De Jonathan Glazer
The Zone of interest de Jonathan Glazer est le Grand prix du dernier festival de Cannes 2023, et c'est une sacrée claque de cinéma, un choc qui vous restera longtemps en tête.
Jonathan Glazer m'avait scotché avec Under the skin où Scarlett Johansson jouait une extraterrestre vénéneuse, un chef d’œuvre troublant.
Sandra Hüller, actrice de l'autre grand film de Cannes 2023, la palme d'or Anatomie d'une chute, est terrifiante dans le rôle de cette femme parvenue, montée dans l'échelle sociale grâce à son mari haut gradé de l'armée nazie et responsable zélé de l'extermination des juifs à Auschwitz. La banalité du mal qu'elle incarne, son absence totale d'empathie pour ce peuple exterminé en masse de l'autre côté du mur de son beau jardin verdoyant, est glaçante.

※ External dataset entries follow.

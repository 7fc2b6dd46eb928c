//! In-memory store.
//!
//! The process-lifetime backing for [`VehicleLedger`](crate::VehicleLedger).
//! Nothing is persisted; dropping the store drops the data.

use std::collections::HashMap;

use motormint_core::{
    BlockchainTransaction, DriveChainIdentity, Escrow, EscrowId, OwnershipRecord, Result, TxHash,
    VehicleId, VehicleRecord, VehicleVerification,
};

use super::traits::{
    EscrowStore, IdentityStore, LedgerStore, OwnershipLog, TransactionLedger, VehicleStore,
    VerificationStore,
};
use crate::snapshot::LedgerSnapshot;

/// HashMap-backed implementation of every ledger store.
#[derive(Debug, Default)]
pub struct MemoryStore {
    vehicles: HashMap<VehicleId, VehicleRecord>,
    ownership: HashMap<VehicleId, Vec<OwnershipRecord>>,
    escrows: HashMap<EscrowId, Escrow>,
    escrow_order: Vec<EscrowId>,
    transactions: Vec<BlockchainTransaction>,
    identities: HashMap<VehicleId, DriveChainIdentity>,
    verifications: HashMap<VehicleId, Vec<VehicleVerification>>,
}

impl MemoryStore {
    /// Create an empty store.
    pub fn new() -> Self {
        Self::default()
    }
}

impl VehicleStore for MemoryStore {
    fn get_vehicle(&self, id: &VehicleId) -> Result<Option<VehicleRecord>> {
        Ok(self.vehicles.get(id).cloned())
    }

    fn put_vehicle(&mut self, record: VehicleRecord) -> Result<()> {
        self.vehicles.insert(record.vehicle_id.clone(), record);
        Ok(())
    }

    fn vehicle_exists(&self, id: &VehicleId) -> Result<bool> {
        Ok(self.vehicles.contains_key(id))
    }
}

impl OwnershipLog for MemoryStore {
    fn append_ownership(&mut self, record: OwnershipRecord) -> Result<()> {
        self.ownership
            .entry(record.vehicle_id.clone())
            .or_default()
            .push(record);
        Ok(())
    }

    fn ownership_history(&self, id: &VehicleId) -> Result<Vec<OwnershipRecord>> {
        Ok(self.ownership.get(id).cloned().unwrap_or_default())
    }
}

impl EscrowStore for MemoryStore {
    fn get_escrow(&self, id: &EscrowId) -> Result<Option<Escrow>> {
        Ok(self.escrows.get(id).cloned())
    }

    fn put_escrow(&mut self, escrow: Escrow) -> Result<()> {
        if !self.escrows.contains_key(&escrow.id) {
            self.escrow_order.push(escrow.id.clone());
        }
        self.escrows.insert(escrow.id.clone(), escrow);
        Ok(())
    }

    fn escrows(&self) -> Result<Vec<Escrow>> {
        Ok(self
            .escrow_order
            .iter()
            .filter_map(|id| self.escrows.get(id).cloned())
            .collect())
    }

    fn active_escrow_for(&self, vehicle_id: &VehicleId) -> Result<Option<Escrow>> {
        Ok(self
            .escrow_order
            .iter()
            .filter_map(|id| self.escrows.get(id))
            .find(|e| e.vehicle_id == *vehicle_id && e.is_active())
            .cloned())
    }
}

impl TransactionLedger for MemoryStore {
    fn append_transaction(&mut self, tx: BlockchainTransaction) -> Result<()> {
        self.transactions.push(tx);
        Ok(())
    }

    fn transactions(&self) -> Result<Vec<BlockchainTransaction>> {
        Ok(self.transactions.clone())
    }

    fn transaction_by_hash(&self, hash: &TxHash) -> Result<Option<BlockchainTransaction>> {
        Ok(self.transactions.iter().find(|tx| tx.tx_hash == *hash).cloned())
    }
}

impl IdentityStore for MemoryStore {
    fn get_identity(&self, vehicle_id: &VehicleId) -> Result<Option<DriveChainIdentity>> {
        Ok(self.identities.get(vehicle_id).cloned())
    }

    fn put_identity(&mut self, identity: DriveChainIdentity) -> Result<()> {
        self.identities.insert(identity.vehicle_id.clone(), identity);
        Ok(())
    }
}

impl VerificationStore for MemoryStore {
    fn append_verification(&mut self, verification: VehicleVerification) -> Result<()> {
        self.verifications
            .entry(verification.vehicle_id.clone())
            .or_default()
            .push(verification);
        Ok(())
    }

    fn verifications(&self, vehicle_id: &VehicleId) -> Result<Vec<VehicleVerification>> {
        Ok(self.verifications.get(vehicle_id).cloned().unwrap_or_default())
    }
}

impl LedgerStore for MemoryStore {
    fn snapshot(&self) -> Result<LedgerSnapshot> {
        Ok(LedgerSnapshot {
            vehicles: self
                .vehicles
                .iter()
                .map(|(k, v)| (k.clone(), v.clone()))
                .collect(),
            ownership: self
                .ownership
                .iter()
                .map(|(k, v)| (k.clone(), v.clone()))
                .collect(),
            escrows: self.escrows()?,
            transactions: self.transactions.clone(),
            identities: self
                .identities
                .iter()
                .map(|(k, v)| (k.clone(), v.clone()))
                .collect(),
            verifications: self
                .verifications
                .iter()
                .map(|(k, v)| (k.clone(), v.clone()))
                .collect(),
        })
    }
}

#[cfg(test)]
mod tests {
    use super::*;
    use chrono::{Duration, Utc};
    use motormint_core::{Address, Currency, EscrowStatus};

    fn escrow(id: &str, vehicle: &str, status: EscrowStatus) -> Escrow {
        let now = Utc::now();
        Escrow {
            id: EscrowId::new(id),
            vehicle_id: VehicleId::new(vehicle),
            seller_address: Address::new("0xa"),
            buyer_address: Address::new("0xb"),
            escrow_contract_address: Address::new("0xc"),
            amount: "1".into(),
            currency: Currency::Eth,
            status,
            creation_tx_hash: TxHash::new(format!("0x{id}")),
            release_tx_hash: None,
            cancel_tx_hash: None,
            created_at: now,
            updated_at: now,
            expires_at: now + Duration::days(1),
            conditions: Vec::new(),
        }
    }

    #[test]
    fn test_escrow_order_preserved() {
        let mut store = MemoryStore::new();
        for id in ["e3", "e1", "e2"] {
            store.put_escrow(escrow(id, "V1", EscrowStatus::Cancelled)).unwrap();
        }
        // Replacing must not move the entry.
        store.put_escrow(escrow("e1", "V1", EscrowStatus::Completed)).unwrap();

        let ids: Vec<String> = store
            .escrows()
            .unwrap()
            .into_iter()
            .map(|e| e.id.0)
            .collect();
        assert_eq!(ids, vec!["e3", "e1", "e2"]);
        assert_eq!(
            store.get_escrow(&EscrowId::new("e1")).unwrap().unwrap().status,
            EscrowStatus::Completed
        );
    }

    #[test]
    fn test_active_escrow_scan() {
        let mut store = MemoryStore::new();
        store.put_escrow(escrow("e1", "V1", EscrowStatus::Cancelled)).unwrap();
        store.put_escrow(escrow("e2", "V2", EscrowStatus::Active)).unwrap();
        store.put_escrow(escrow("e3", "V1", EscrowStatus::Active)).unwrap();

        let active = store.active_escrow_for(&VehicleId::new("V1")).unwrap().unwrap();
        assert_eq!(active.id.as_str(), "e3");
        assert!(store.active_escrow_for(&VehicleId::new("V9")).unwrap().is_none());
    }

    #[test]
    fn test_empty_history() {
        let store = MemoryStore::new();
        assert!(store.ownership_history(&VehicleId::new("V1")).unwrap().is_empty());
        assert!(store.verifications(&VehicleId::new("V1")).unwrap().is_empty());
        assert_eq!(store.snapshot().unwrap(), LedgerSnapshot::default());
    }
}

Le film suit la famille du dirigeant du camp d'Auschwitz. Mais pour montrer l'horreur et la monstruosité d'individus qui font un travail et sont totalement déconnectés de l'humanité et de la morale, le réalisateur choisit de ne rien montrer du génocide. Et c'est absolument brillant comme idée de mise en scène où le hors champs devient le personnage principal, aidé d'une bande-son exceptionnelle où l'on entend des coups de feu, des cris d'officiers allemands ou de victimes qu'on imagine descendre des trains ou être poussés vers les chambres à gaz. C'est effrayant et j'ai été sidéré du début à la fin par la façon dont Jonathan Glazer arrive à nous happer dans cette horreur sans jamais rien montrer.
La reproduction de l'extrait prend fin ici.